Вид из нашего дома, как я говорил, восхитительный; но весь день приходится держать жалюзи закрытыми, иначе солнце может свести с ума; а когда зайдет солнце, приходится наглухо закрывать окна, иначе москиты могут вас довести до самоубийства. Так что в это время года не очень-то удается наслаждаться окрестным пейзажем, не выходя из дому. Что касается мух, то на них вы не обращаете никакого внимания; то же можно сказать и о блохах, хотя они чудовищного размера и имя им – легион, и они населяют каретный сарай в таких несметных количествах, что каждый день я ожидаю увидеть, как оттуда торжественно выкатывается наша карета, которую усердно тащат мириады блох в упряжи. От крыс нас спасают десятки тощих котов, которые рыщут по саду. Ящерицы, конечно, никого не пугают; они резвятся на солнце и не кусаются. Маленькие скорпионы проявляют вполне невинное любопытство. Жуки немного запаздывают, и их пока не заметно. Лягушки служат тут развлечением. Их питомник находится по соседству, и с наступлением сумерек кажется, будто вереницы женщин шлепают деревянными калошами по влажной каменной мостовой. Таков в точности шум, подымаемый ими.
Разрушенная часовня, стоящая в прекрасном и живописном месте на берегу моря, была некогда часовней св. Иоанна Крестителя. Кажется, существует поверье, что кости св. Иоанна после того, как их доставили в Геную – они и поныне находятся там, – были торжественно помещены именно в этой часовне. Когда на море разражается особенно сильная буря, их выносят и выставляют наружу, и буря тотчас стихает. По причине этих связей св. Иоанна с городом, большое число простолюдинов получает при крещении имя Джованни-Батиста[33], причем в генуэзском говоре вторая часть этого имени произносится «Бачича», что очень похоже на звук, издаваемый при чихании. И слышать, как в воскресенье или в какой-нибудь праздник, когда на улицах полно народу, всякий зовет другого Бачичей, – удивительно и забавно для иностранца.

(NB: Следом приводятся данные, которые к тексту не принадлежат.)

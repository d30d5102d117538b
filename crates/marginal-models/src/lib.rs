//! # Marginal Models
//!
//! Hand-built inference programs standing in for model-compiler output.
//! Each builder assembles an `InferenceProgram`: it declares observed inputs,
//! registers recomputation units against the phase graph, and registers the
//! tracked marginals. The bodies are exactly what a compiler would emit for
//! the corresponding model, written against the public runtime API.

pub mod categorical;
pub mod constraints;
pub mod gaussian;
pub mod noisy_count;
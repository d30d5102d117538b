//! File-backed message arrays.
//!
//! A `FileArray` persists each element as one JSON record under a
//! caller-given folder, so arrays indexed by a large range never have to fit
//! in memory. Every successful record access bumps a process-wide read or
//! write counter; I/O-volume regression tests assert exact counts for
//! specific programs. I/O failures propagate to the caller of the triggering
//! operation with no internal retry; silently retried disk errors can mask
//! data loss.

use std::fs;
use std::path::{Path, PathBuf};
use std::sync::atomic::{AtomicU64, Ordering};

use crate::engine::errors::RuntimeError;
use crate::engine::message::Message;
use crate::engine::store::MessageStore;

static RECORD_READS: AtomicU64 = AtomicU64::new(0);
static RECORD_WRITES: AtomicU64 = AtomicU64::new(0);

/// Process-wide counters of file-array record accesses.
#[derive(Debug, Clone, Copy, PartialEq, Eq)]
pub struct IoStats {
    pub reads: u64,
    pub writes: u64,
}

/// Snapshot of the process-wide file-array counters.
pub fn io_stats() -> IoStats {
    IoStats {
        reads: RECORD_READS.load(Ordering::Relaxed),
        writes: RECORD_WRITES.load(Ordering::Relaxed),
    }
}

/// Resets the process-wide file-array counters to zero.
pub fn reset_io_stats() {
    RECORD_READS.store(0, Ordering::Relaxed);
    RECORD_WRITES.store(0, Ordering::Relaxed);
}

/// A message array persisting one record per index under its own folder.
///
/// The array owns the folder for its lifetime and removes it on drop.
#[derive(Debug)]
pub struct FileArray {
    dir: PathBuf,
    len: usize,
}

impl FileArray {
    /// Creates the backing folder and writes an initial record for every
    /// index. Initial records count as writes.
    pub fn create(
        dir: impl AsRef<Path>,
        len: usize,
        init: impl Fn(usize) -> Message,
    ) -> Result<Self, RuntimeError> {
        let dir = dir.as_ref().to_path_buf();
        fs::create_dir_all(&dir)?;
        let array = FileArray { dir, len };
        for index in 0..len {
            array.write_record(index, &init(index))?;
        }
        Ok(array)
    }

    pub fn dir(&self) -> &Path {
        &self.dir
    }

    fn record_path(&self, index: usize) -> PathBuf {
        self.dir.join(format!("{index:08}.json"))
    }

    fn write_record(&self, index: usize, message: &Message) -> Result<(), RuntimeError> {
        let text = serde_json::to_string(message)
            .map_err(|e| RuntimeError::Storage(format!("record {index}: {e}")))?;
        fs::write(self.record_path(index), text)?;
        RECORD_WRITES.fetch_add(1, Ordering::Relaxed);
        Ok(())
    }

    fn read_record(&self, index: usize) -> Result<Message, RuntimeError> {
        let text = fs::read_to_string(self.record_path(index))?;
        let message = serde_json::from_str(&text)
            .map_err(|e| RuntimeError::Storage(format!("record {index}: {e}")))?;
        RECORD_READS.fetch_add(1, Ordering::Relaxed);
        Ok(message)
    }
}

impl MessageStore for FileArray {
    fn len(&self) -> usize {
        self.len
    }

    fn get(&self, index: usize) -> Result<Message, RuntimeError> {
        if index >= self.len {
            return Err(RuntimeError::Internal(format!(
                "index {index} out of bounds for file array of length {}",
                self.len
            )));
        }
        self.read_record(index)
    }

    fn set(&mut self, index: usize, message: Message) -> Result<(), RuntimeError> {
        if index >= self.len {
            return Err(RuntimeError::Internal(format!(
                "index {index} out of bounds for file array of length {}",
                self.len
            )));
        }
        self.write_record(index, &message)
    }
}

impl Drop for FileArray {
    fn drop(&mut self) {
        // Best effort: the folder holds only this array's records.
        let _ = fs::remove_dir_all(&self.dir);
    }
}
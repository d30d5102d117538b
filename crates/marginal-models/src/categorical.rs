//! Dirichlet–categorical learning.
//!
//! The model: `theta ~ Dirichlet(alpha0)`, `label_i ~ Categorical(theta)`.
//! The posterior is conjugate (prior concentrations plus per-category
//! counts), so the interesting part here is the partitioned variant: each
//! block contributes its counts as a Dirichlet message through a replicate
//! group, and the converged marginal must match the flat computation.

use marginal_core::engine::driver::InferenceProgram;
use marginal_core::engine::errors::RuntimeError;
use marginal_core::engine::message::{Dirichlet, Message};
use marginal_core::engine::observed::ObservedShape;
use marginal_core::engine::partition::Partition;
use marginal_core::engine::replicate::ReplicateGroup;

fn count_labels(k: usize, labels: &[i64]) -> Result<Vec<f64>, RuntimeError> {
    let mut counts = vec![0.0; k];
    for &label in labels {
        let index = usize::try_from(label)
            .ok()
            .filter(|&i| i < k)
            .ok_or_else(|| {
                RuntimeError::Execution(format!(
                    "label {label} out of range for {k} categories"
                ))
            })?;
        counts[index] += 1.0;
    }
    Ok(counts)
}

/// A counts message: multiplying it onto a Dirichlet adds the counts.
fn counts_message(counts: &[f64]) -> Result<Dirichlet, RuntimeError> {
    Dirichlet::new(counts.iter().map(|c| c + 1.0).collect())
}

pub struct CategoricalLearnerState {
    k: usize,
    prior: Dirichlet,
    pub posterior: Dirichlet,
}

/// Builds the flat categorical learner over `n` labels in `0..k`.
pub fn categorical_learner(
    k: usize,
    n: usize,
    prior: Dirichlet,
) -> Result<InferenceProgram<CategoricalLearnerState>, RuntimeError> {
    if prior.len() != k {
        return Err(RuntimeError::Argument(format!(
            "prior has {} components for {k} categories",
            prior.len()
        )));
    }
    let mut program = InferenceProgram::new(CategoricalLearnerState {
        k,
        posterior: prior.clone(),
        prior,
    });
    program.declare_observed("labels", ObservedShape::Array { len: n })?;

    program
        .schedule_mut()
        .register_init("count_labels", &["labels"], &[], false, |s, obs, _| {
            let counts = count_labels(s.k, obs.ints("labels")?)?;
            s.posterior = s.prior.product(&counts_message(&counts)?)?;
            Ok(())
        })?;

    program.register_marginal("weights", |s| Ok(Message::Dirichlet(s.posterior.clone())))?;
    Ok(program)
}

pub struct PartitionedCategoricalLearnerState {
    k: usize,
    partition: Partition,
    pub shared: ReplicateGroup,
}

/// Builds the partitioned categorical learner: per-block counts contributed
/// through a replicate group.
pub fn categorical_learner_partitioned(
    k: usize,
    partition: Partition,
    prior: Dirichlet,
) -> Result<InferenceProgram<PartitionedCategoricalLearnerState>, RuntimeError> {
    if prior.len() != k {
        return Err(RuntimeError::Argument(format!(
            "prior has {} components for {k} categories",
            prior.len()
        )));
    }
    let shared = ReplicateGroup::new(Message::Dirichlet(prior), partition.block_count())?;
    let mut program = InferenceProgram::new(PartitionedCategoricalLearnerState {
        k,
        partition: partition.clone(),
        shared,
    });
    program.declare_observed(
        "labels",
        ObservedShape::Partitioned {
            sizes: partition.sizes(),
        },
    )?;

    program
        .schedule_mut()
        .register_init("initialise_shared", &[], &[], true, |s, _, _| {
            s.shared.reset();
            Ok(())
        })?;

    program.schedule_mut().register_iterative(
        "block_counts",
        &["labels"],
        &["initialise_shared"],
        |s, obs, span| {
            for _ in span {
                for b in 0..s.partition.block_count() {
                    let counts = count_labels(s.k, obs.int_block("labels", b)?)?;
                    s.shared
                        .submit(b, Message::Dirichlet(counts_message(&counts)?))?;
                }
                s.shared.refresh()?;
            }
            Ok(())
        },
    )?;

    program.register_marginal("weights", |s| s.shared.marginal())?;
    Ok(program)
}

В узкие переулки выходят обширные виллы, стены которых (я имею в виду наружные) щедро расписаны всевозможными мрачными сценами из священного писания. Но время и морской воздух стерли их почти начисто, и сейчас эти стены выглядят как вход в сады лондонского Воксхолла[34] в солнечный день. Дворы домов густо заросли травой. Всевозможные отвратительного вида пятна испещряют цоколи статуй, и кажется, будто они поражены какой-то накожной болезнью. Наружные ворота проржавели, и все железные решетки на окнах нижнего этажа едва держатся и вот-вот выпадут. В залах, где могли бы храниться сокровища, навалены кучи дров: каскады заглохли и высохли; фонтаны, слишком вялые, чтобы играть, и слишком ленивые, чтобы работать, все-таки сохраняют кое-какие воспоминания о том, чем они были когда-то, и погруженные в сон исподволь заболачивают окрестности; и нередко на все это по нескольку дней подряд дует сирокко, дышащий жаром, как гигантская печь совершающая прогулку.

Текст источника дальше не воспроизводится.